Hoy, la canchita de tierra en la que jugaba (la de la escuela 15 de septiembre), está cercada, pues pertenece a la iglesia Católica. Ni modo. La situación actual amerita ese tipo de decisiones, y los pequeños feligreses podrán correr en paz.
¡Cómo cambiaron las cosas en treinta años!
Sometidos por el miedo, le robamos libertad a nuestros hijos y frases como “Uy, ni quiera Dios que lo dejo irse en bus de ruta” o “Yo no lo dejo que vaya solo ni a la esquina”, son parte de nuestro día a día.
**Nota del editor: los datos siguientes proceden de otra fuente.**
//! # bundle-core
//!
//! Core library for bundle-resource providing:
//! - Pipeline protocol payloads (check / in / out requests and responses)
//! - The shared error taxonomy for configuration problems
//! - Process-level transfer settings with their defaults

pub mod error;
pub mod settings;
pub mod types;

pub use error::{Error, Result};
pub use settings::{format_duration, parse_duration, TransferSettings};
pub use types::{
    CheckRequest, CheckResponse, InParams, InRequest, InResponse, OutParams, OutRequest,
    OutResponse, Source, Version, DEFAULT_TAG,
};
A los niños de la clase media les damos aparatos electrónicos, porque es una manera práctica y sencilla de mantenerlos “encadenados” en casa, y los de las familias pobres aprenden a sobrevivir en la jungla del “sálvese quien pueda”.
Mientras eso ocurre, las colonias en las que yo jugaba ahora son pequeñas cárceles con portones en los que hay que entregar la identidad -o sonreírle al guardia-, para poder entrar.
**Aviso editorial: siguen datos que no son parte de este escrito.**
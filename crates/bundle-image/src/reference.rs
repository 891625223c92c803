use bundle_core::{Error, Result};
use regex::Regex;
use std::fmt;
use std::sync::LazyLock;

/// Registry assumed when a repository name has no host component
pub const DEFAULT_REGISTRY: &str = "index.docker.io";

static PATH_COMPONENT_RE: LazyLock<Regex> = LazyLock::new(|| {
    Regex::new(r"^[a-z0-9]+(?:(?:[._]|__|-+)[a-z0-9]+)*$").expect("path regex is valid")
});

static TAG_RE: LazyLock<Regex> =
    LazyLock::new(|| Regex::new(r"^[\w][\w.-]{0,127}$").expect("tag regex is valid"));

static DIGEST_RE: LazyLock<Regex> = LazyLock::new(|| {
    Regex::new(r"^[a-z0-9]+(?:[.+_-][a-z0-9]+)*:[a-fA-F0-9]{32,}$").expect("digest regex is valid")
});

/// An addressable repository: registry host plus repository path
#[derive(Debug, Clone, PartialEq, Eq, Hash)]
pub struct Repository {
    registry: String,
    path: String,
    insecure: bool,
}

impl Repository {
    /// Parse a repository name like "ghcr.io/org/bundle" or "ubuntu"
    ///
    /// `insecure` allows plaintext HTTP to the registry.
    pub fn parse(name: &str, insecure: bool) -> Result<Self> {
        if name.is_empty() {
            return Err(Error::invalid_repository(name, "repository name is empty"));
        }

        let (registry, path) = match name.split_once('/') {
            Some((first, rest)) if looks_like_registry(first) => (first.to_string(), rest),
            _ => (DEFAULT_REGISTRY.to_string(), name),
        };

        let registry = if registry == "docker.io" {
            DEFAULT_REGISTRY.to_string()
        } else {
            registry
        };

        // Official Docker Hub images live under library/
        let path = if registry == DEFAULT_REGISTRY && !path.contains('/') {
            format!("library/{}", path)
        } else {
            path.to_string()
        };

        for component in path.split('/') {
            if !PATH_COMPONENT_RE.is_match(component) {
                return Err(Error::invalid_repository(
                    name,
                    format!("invalid path component '{}'", component),
                ));
            }
        }

        Ok(Self {
            registry,
            path,
            insecure,
        })
    }

    /// Registry host, possibly with a port
    pub fn registry(&self) -> &str {
        &self.registry
    }

    /// Repository path within the registry
    pub fn path(&self) -> &str {
        &self.path
    }

    /// URL scheme for this registry
    pub fn scheme(&self) -> &'static str {
        let host = self.registry.split(':').next().unwrap_or_default();
        if self.insecure || host == "localhost" || host == "127.0.0.1" {
            "http"
        } else {
            "https"
        }
    }

    /// Base URL of the registry API, e.g. "https://ghcr.io"
    pub fn base_url(&self) -> String {
        format!("{}://{}", self.scheme(), self.registry)
    }

    /// Token scope for an action such as "pull"
    pub fn scope(&self, action: &str) -> String {
        format!("repository:{}:{}", self.path, action)
    }

    /// Reference a tag in this repository
    pub fn tag(&self, tag: impl Into<String>) -> Reference {
        Reference {
            repository: self.clone(),
            kind: ReferenceKind::Tag(tag.into()),
        }
    }

    /// Reference a digest in this repository
    pub fn digest(&self, digest: impl Into<String>) -> Reference {
        Reference {
            repository: self.clone(),
            kind: ReferenceKind::Digest(digest.into()),
        }
    }
}

impl fmt::Display for Repository {
    fn fmt(&self, f: &mut fmt::Formatter<'_>) -> fmt::Result {
        write!(f, "{}/{}", self.registry, self.path)
    }
}

fn looks_like_registry(component: &str) -> bool {
    component.contains('.') || component.contains(':') || component == "localhost"
}

#[derive(Debug, Clone, PartialEq, Eq, Hash)]
pub enum ReferenceKind {
    Tag(String),
    Digest(String),
}

/// A tag or digest within a repository
#[derive(Debug, Clone, PartialEq, Eq, Hash)]
pub struct Reference {
    repository: Repository,
    kind: ReferenceKind,
}

impl Reference {
    /// Parse "repo:tag" or "repo@digest"; a bare repository means tag "latest"
    pub fn parse(s: &str, insecure: bool) -> Result<Self> {
        if let Some((repo, digest)) = s.split_once('@') {
            let repository = Repository::parse(repo, insecure)?;
            if !DIGEST_RE.is_match(digest) {
                return Err(Error::invalid_reference(s, "malformed digest"));
            }
            return Ok(repository.digest(digest));
        }

        // A colon after the last slash separates the tag; earlier ones are ports
        let last_slash = s.rfind('/').map(|i| i + 1).unwrap_or(0);
        let (repo, tag) = match s[last_slash..].rfind(':') {
            Some(idx) => (&s[..last_slash + idx], &s[last_slash + idx + 1..]),
            None => (s, bundle_core::DEFAULT_TAG),
        };

        if !TAG_RE.is_match(tag) {
            return Err(Error::invalid_reference(s, "malformed tag"));
        }
        Ok(Repository::parse(repo, insecure)?.tag(tag))
    }

    pub fn repository(&self) -> &Repository {
        &self.repository
    }

    /// The tag or digest string used in registry API paths
    pub fn identifier(&self) -> &str {
        match &self.kind {
            ReferenceKind::Tag(tag) => tag,
            ReferenceKind::Digest(digest) => digest,
        }
    }

    pub fn tag_str(&self) -> Option<&str> {
        match &self.kind {
            ReferenceKind::Tag(tag) => Some(tag),
            ReferenceKind::Digest(_) => None,
        }
    }

    pub fn digest_str(&self) -> Option<&str> {
        match &self.kind {
            ReferenceKind::Digest(digest) => Some(digest),
            ReferenceKind::Tag(_) => None,
        }
    }
}

impl fmt::Display for Reference {
    fn fmt(&self, f: &mut fmt::Formatter<'_>) -> fmt::Result {
        match &self.kind {
            ReferenceKind::Tag(tag) => write!(f, "{}:{}", self.repository, tag),
            ReferenceKind::Digest(digest) => write!(f, "{}@{}", self.repository, digest),
        }
    }
}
¡Vivimos en una cárcel de concreto!
Un artículo de DIARIO EL HERALDO titulado “Unos 300 mil capitalinos viven entre portones por seguridad” me hizo recordar, mientras desayunaba, aquellos viejos tiempos en los que no existían macabras prácticas como encostalar cadáveres, extorsionar o “deleitarse” viendo vídeos en las que los criminales le vuelan la cabeza a balazos a sus víctimas.
Hoy, son nada menos que 230 barrios y colonias de la capital con entrada restringida. Y en la alcaldía hay decenas de solicitudes más.
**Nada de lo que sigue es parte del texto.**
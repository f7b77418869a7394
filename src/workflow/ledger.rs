//! 页面台账
//!
//! 记录服务运行期间接收过的每一页，以及它最终进入了哪个文档。
//! 只在内存中保存，重启后清空。

use std::path::{Path, PathBuf};

/// 台账中的一条记录
#[derive(Debug, Clone, PartialEq, Eq)]
pub struct LedgerEntry {
    pub file_name: String,
    pub ordinal: u32,
    /// 所属批次编号（从 1 开始，每次输出后递增）
    pub batch_seq: u64,
    /// 输出成功后对应的文档
    pub artifact: Option<PathBuf>,
}

/// 已接收页面台账
#[derive(Debug)]
pub struct PageLedger {
    entries: Vec<LedgerEntry>,
    batch_seq: u64,
}

impl PageLedger {
    pub fn new() -> Self {
        Self {
            entries: Vec::new(),
            batch_seq: 1,
        }
    }

    /// 记录一页，返回其在台账中的位置
    pub fn record(&mut self, file_name: impl Into<String>, ordinal: u32) -> usize {
        self.entries.push(LedgerEntry {
            file_name: file_name.into(),
            ordinal,
            batch_seq: self.batch_seq,
            artifact: None,
        });
        self.entries.len() - 1
    }

    /// 关闭当前批次；`artifact` 为 None 表示输出失败
    pub fn close_batch(&mut self, artifact: Option<&Path>) {
        let seq = self.batch_seq;
        if let Some(path) = artifact {
            for entry in self
                .entries
                .iter_mut()
                .rev()
                .take_while(|e| e.batch_seq == seq)
            {
                entry.artifact = Some(path.to_path_buf());
            }
        }
        self.batch_seq += 1;
    }

    /// 已接收的页面总数
    pub fn len(&self) -> usize {
        self.entries.len()
    }

    pub fn is_empty(&self) -> bool {
        self.entries.is_empty()
    }

    pub fn entries(&self) -> &[LedgerEntry] {
        &self.entries
    }

    /// 某个文档包含的页面文件名（按追加顺序）
    pub fn pages_of(&self, artifact: &Path) -> Vec<&str> {
        self.entries
            .iter()
            .filter(|e| e.artifact.as_deref() == Some(artifact))
            .map(|e| e.file_name.as_str())
            .collect()
    }
}

impl Default for PageLedger {
    fn default() -> Self {
        Self::new()
    }
}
Así, manejar en algunas áreas es como andar en un laberinto, hay que meterse por la izquierda, no, no, no, por la izquierda, a ver, no, ahora es por la derecha, y luego… ¿Y ahora para dónde agarro? Vueltas, frenazo de carro, otra vuelta, y uno se siente como un espagueti humano.
¿Por qué llegamos a esta situación? o ¿Quiénes son los culpables? ¡Vaya preguntas! Hay miles de explicaciones y de justificaciones. Esto ya es harina de otro costal.
Ni critico ni alabo a BARRIO SEGURO. La situación nos llevó a eso. Algo había que hacer.
Curioso. Irónico. Las rejas nos dan a los capitalinos una sensación de libertad…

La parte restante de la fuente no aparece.